Report each line from the data below that holds the word "ShimOperation".

(Material for this exercise begins)

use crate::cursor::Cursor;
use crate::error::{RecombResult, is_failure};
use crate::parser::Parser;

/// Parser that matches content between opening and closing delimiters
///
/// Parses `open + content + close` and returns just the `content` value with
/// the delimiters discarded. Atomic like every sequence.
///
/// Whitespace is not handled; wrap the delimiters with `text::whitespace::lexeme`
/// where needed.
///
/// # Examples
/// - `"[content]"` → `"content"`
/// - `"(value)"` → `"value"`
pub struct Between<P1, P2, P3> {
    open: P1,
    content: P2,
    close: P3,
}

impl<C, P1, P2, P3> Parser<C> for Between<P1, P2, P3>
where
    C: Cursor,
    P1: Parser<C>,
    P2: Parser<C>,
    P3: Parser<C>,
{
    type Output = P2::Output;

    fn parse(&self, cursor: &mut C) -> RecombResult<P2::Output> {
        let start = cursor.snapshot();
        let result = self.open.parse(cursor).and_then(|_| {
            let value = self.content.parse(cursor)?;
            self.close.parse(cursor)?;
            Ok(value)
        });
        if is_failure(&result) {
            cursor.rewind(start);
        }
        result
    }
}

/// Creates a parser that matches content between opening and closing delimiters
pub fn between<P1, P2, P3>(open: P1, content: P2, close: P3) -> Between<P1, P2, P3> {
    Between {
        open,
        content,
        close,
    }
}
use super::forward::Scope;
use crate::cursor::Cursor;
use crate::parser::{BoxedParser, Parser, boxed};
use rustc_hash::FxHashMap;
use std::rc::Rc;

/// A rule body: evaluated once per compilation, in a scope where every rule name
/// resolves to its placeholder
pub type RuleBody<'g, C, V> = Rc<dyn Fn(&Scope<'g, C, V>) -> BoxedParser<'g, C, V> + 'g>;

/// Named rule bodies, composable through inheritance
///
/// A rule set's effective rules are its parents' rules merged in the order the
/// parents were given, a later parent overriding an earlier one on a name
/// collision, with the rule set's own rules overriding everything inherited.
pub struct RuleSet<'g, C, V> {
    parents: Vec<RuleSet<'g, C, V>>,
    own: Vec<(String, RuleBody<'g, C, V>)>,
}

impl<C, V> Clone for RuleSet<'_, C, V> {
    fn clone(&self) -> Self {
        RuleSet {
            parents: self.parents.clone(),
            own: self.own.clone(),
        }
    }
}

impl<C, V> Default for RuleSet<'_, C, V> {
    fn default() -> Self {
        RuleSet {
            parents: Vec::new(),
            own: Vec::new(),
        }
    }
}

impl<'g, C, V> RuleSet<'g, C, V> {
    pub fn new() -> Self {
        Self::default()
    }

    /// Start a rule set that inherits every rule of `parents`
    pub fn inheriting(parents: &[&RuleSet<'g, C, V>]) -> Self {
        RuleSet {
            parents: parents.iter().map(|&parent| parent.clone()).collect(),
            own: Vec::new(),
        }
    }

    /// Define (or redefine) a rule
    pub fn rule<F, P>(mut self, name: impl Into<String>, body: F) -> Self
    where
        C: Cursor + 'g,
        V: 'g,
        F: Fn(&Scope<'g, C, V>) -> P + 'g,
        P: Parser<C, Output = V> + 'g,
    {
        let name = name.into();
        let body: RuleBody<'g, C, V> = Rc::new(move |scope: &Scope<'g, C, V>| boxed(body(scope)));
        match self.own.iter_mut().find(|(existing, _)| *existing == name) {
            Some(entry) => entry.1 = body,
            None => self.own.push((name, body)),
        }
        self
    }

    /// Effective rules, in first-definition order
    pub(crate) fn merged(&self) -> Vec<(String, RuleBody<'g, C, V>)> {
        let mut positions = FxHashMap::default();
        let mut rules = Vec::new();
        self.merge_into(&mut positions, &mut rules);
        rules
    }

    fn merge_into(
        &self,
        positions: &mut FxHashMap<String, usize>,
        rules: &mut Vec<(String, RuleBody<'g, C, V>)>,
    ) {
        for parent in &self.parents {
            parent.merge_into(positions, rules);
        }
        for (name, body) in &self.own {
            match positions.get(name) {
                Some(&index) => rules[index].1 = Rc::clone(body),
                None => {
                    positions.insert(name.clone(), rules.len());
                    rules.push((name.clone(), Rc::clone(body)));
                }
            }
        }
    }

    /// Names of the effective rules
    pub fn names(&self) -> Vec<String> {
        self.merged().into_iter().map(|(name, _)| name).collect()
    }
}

(Material for this exercise ends)
(Material for this exercise begins)

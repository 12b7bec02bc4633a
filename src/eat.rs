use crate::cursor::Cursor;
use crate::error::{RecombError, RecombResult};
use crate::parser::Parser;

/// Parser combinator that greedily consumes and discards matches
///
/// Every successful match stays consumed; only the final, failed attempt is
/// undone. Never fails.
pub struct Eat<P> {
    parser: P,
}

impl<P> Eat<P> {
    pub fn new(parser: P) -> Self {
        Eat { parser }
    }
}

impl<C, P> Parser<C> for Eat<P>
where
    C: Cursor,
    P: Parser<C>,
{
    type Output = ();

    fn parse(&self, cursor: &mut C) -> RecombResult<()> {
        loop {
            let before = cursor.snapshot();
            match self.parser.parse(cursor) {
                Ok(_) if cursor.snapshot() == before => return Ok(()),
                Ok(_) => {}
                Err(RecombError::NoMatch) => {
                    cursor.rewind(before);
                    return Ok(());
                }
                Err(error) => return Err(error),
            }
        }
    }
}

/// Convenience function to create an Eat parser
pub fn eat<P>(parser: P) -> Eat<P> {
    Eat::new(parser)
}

(Material for this exercise ends)
(Material for this exercise begins)

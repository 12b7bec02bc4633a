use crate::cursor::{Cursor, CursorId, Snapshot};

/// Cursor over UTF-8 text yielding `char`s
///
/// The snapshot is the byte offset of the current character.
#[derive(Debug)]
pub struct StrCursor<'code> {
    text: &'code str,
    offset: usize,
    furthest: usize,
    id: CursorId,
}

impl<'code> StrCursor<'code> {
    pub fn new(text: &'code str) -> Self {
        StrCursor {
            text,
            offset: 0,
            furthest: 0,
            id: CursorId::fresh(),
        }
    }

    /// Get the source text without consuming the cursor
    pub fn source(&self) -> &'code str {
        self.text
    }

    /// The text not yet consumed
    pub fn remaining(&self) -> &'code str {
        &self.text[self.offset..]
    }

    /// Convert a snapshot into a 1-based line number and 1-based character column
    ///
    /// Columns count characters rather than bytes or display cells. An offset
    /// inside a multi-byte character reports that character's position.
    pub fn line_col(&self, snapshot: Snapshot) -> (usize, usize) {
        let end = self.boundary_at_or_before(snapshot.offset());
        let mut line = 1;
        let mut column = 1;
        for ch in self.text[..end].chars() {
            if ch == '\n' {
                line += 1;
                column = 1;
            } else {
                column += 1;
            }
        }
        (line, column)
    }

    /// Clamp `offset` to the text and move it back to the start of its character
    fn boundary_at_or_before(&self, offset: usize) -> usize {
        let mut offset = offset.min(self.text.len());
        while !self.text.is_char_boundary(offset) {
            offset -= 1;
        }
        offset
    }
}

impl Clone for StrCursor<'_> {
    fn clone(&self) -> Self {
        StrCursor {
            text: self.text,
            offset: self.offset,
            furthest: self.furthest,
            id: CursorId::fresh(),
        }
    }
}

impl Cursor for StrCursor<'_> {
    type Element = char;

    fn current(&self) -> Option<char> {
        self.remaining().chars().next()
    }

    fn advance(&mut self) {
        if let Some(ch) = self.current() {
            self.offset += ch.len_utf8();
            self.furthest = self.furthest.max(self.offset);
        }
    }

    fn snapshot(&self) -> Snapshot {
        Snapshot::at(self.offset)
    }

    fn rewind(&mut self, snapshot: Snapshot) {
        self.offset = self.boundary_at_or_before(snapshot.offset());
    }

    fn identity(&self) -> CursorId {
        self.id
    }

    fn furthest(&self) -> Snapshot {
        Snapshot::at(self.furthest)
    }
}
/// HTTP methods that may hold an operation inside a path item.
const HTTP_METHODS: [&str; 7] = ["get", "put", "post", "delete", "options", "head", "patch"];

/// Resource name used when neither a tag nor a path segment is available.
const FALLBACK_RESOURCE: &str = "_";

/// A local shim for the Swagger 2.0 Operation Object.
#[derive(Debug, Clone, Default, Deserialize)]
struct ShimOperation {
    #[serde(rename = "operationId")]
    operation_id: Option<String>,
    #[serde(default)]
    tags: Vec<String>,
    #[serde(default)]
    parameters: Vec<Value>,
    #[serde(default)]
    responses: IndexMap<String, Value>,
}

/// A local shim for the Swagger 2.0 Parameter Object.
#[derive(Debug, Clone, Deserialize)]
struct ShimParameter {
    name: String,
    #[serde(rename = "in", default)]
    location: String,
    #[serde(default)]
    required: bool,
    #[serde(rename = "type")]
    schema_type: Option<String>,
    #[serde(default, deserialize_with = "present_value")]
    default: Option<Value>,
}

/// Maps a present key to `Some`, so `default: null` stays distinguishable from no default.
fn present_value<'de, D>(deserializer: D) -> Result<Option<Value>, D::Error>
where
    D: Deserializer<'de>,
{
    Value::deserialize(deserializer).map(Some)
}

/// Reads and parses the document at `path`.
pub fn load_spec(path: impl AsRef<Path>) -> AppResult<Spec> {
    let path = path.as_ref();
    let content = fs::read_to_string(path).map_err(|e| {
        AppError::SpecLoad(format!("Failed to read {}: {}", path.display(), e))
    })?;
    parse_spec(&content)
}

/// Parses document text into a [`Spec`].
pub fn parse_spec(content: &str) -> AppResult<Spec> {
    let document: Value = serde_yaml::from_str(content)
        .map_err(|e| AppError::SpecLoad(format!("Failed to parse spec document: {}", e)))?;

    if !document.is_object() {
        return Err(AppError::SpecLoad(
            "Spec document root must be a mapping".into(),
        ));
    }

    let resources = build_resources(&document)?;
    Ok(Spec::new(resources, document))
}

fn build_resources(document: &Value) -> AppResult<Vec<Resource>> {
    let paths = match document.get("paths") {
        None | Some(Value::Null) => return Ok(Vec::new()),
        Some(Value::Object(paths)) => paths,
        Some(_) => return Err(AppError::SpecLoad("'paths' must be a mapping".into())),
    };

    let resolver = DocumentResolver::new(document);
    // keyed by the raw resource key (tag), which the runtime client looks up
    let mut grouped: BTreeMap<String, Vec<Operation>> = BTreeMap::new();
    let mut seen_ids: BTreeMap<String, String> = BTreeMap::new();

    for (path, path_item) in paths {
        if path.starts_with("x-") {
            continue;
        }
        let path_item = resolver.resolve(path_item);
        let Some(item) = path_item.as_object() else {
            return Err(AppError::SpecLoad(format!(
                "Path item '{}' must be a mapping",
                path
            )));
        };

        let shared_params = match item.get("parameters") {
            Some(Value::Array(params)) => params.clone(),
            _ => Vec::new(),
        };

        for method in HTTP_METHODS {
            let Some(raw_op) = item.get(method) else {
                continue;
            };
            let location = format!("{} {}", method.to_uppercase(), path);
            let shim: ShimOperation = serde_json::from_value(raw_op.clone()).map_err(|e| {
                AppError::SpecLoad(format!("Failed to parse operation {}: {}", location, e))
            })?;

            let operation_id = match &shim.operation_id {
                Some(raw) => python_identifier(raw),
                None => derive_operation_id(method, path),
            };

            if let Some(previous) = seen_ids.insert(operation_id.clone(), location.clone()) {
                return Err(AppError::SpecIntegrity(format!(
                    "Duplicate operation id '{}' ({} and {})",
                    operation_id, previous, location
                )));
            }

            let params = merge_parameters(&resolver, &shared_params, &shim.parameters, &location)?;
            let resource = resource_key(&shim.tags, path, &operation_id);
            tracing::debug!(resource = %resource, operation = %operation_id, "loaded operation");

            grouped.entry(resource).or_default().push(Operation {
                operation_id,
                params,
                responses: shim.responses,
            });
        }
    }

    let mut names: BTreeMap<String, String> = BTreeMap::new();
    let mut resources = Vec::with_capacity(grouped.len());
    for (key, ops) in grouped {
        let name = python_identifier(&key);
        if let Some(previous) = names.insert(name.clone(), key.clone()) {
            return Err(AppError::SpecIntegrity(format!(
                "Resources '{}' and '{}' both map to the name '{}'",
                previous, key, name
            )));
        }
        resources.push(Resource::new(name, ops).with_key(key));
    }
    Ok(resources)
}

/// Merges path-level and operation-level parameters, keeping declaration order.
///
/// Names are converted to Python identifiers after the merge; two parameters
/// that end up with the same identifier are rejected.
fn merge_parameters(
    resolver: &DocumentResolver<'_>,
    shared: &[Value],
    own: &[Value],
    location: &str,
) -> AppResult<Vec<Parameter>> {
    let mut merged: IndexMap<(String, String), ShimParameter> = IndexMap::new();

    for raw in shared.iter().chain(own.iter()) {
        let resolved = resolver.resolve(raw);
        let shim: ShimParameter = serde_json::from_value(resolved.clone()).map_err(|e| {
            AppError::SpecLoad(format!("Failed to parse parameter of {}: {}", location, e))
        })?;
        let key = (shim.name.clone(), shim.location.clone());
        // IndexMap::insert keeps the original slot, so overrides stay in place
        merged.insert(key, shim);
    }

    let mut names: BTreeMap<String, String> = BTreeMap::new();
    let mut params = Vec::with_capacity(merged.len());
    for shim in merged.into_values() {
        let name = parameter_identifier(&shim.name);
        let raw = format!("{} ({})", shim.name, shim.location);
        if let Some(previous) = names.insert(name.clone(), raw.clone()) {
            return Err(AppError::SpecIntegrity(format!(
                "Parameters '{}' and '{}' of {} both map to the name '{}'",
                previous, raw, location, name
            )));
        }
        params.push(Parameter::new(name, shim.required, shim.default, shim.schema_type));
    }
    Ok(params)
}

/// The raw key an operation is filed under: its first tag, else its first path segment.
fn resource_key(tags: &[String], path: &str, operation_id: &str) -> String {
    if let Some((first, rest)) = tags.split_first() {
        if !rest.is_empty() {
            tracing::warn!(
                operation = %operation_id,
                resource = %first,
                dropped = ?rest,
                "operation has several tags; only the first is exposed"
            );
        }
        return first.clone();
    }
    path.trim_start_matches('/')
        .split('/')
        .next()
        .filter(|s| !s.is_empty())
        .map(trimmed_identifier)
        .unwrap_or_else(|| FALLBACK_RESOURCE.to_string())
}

(Material for this exercise ends)

▸ **Result of this exercise**
struct ShimOperation {
            let shim: ShimOperation = serde_json::from_value(raw_op.clone()).map_err(|e| {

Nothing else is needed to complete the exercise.